=== DATA FOR THE TASK ===

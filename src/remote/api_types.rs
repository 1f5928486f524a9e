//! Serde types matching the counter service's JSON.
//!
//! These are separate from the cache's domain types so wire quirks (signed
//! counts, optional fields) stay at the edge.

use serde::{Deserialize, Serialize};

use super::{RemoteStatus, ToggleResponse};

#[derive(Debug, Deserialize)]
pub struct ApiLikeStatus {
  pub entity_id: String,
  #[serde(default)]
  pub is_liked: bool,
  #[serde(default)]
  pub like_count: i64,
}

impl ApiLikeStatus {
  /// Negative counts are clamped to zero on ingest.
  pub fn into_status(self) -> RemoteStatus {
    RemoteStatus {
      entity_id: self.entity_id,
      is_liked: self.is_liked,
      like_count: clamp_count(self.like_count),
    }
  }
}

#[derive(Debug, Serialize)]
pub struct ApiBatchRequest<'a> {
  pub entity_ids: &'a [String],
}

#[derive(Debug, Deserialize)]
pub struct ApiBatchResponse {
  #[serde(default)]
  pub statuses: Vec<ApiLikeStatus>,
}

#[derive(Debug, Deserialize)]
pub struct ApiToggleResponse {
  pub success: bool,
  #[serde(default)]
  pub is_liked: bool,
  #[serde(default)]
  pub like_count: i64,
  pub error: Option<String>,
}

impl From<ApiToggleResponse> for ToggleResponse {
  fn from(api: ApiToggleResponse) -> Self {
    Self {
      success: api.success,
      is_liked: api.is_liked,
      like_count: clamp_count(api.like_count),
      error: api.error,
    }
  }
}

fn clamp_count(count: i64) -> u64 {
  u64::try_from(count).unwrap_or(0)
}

===
=== DATA FOR THE TASK ===

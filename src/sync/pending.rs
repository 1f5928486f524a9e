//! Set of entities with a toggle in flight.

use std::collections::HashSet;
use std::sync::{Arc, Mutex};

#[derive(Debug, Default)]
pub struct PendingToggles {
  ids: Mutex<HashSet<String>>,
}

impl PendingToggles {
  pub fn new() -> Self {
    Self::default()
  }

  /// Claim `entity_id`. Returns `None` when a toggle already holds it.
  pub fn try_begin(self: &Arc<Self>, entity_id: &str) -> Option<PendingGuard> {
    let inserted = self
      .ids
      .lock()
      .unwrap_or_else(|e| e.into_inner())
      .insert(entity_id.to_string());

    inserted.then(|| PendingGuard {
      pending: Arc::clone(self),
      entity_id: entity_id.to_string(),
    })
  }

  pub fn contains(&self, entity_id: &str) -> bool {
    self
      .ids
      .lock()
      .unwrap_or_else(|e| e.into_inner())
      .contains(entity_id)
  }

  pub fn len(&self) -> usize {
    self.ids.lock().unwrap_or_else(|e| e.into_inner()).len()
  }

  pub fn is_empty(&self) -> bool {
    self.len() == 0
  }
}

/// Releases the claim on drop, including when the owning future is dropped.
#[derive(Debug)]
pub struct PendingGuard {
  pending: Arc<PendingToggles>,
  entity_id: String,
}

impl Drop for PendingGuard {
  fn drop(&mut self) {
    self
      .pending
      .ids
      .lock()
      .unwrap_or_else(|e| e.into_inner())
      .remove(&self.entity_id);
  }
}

===

● **TASK TO COMPLETE**
Copy whichever lines of the records above contain the word "filename".

● **ANSWER**
filename src/remote/api_types.rs
filename src/sync/pending.rs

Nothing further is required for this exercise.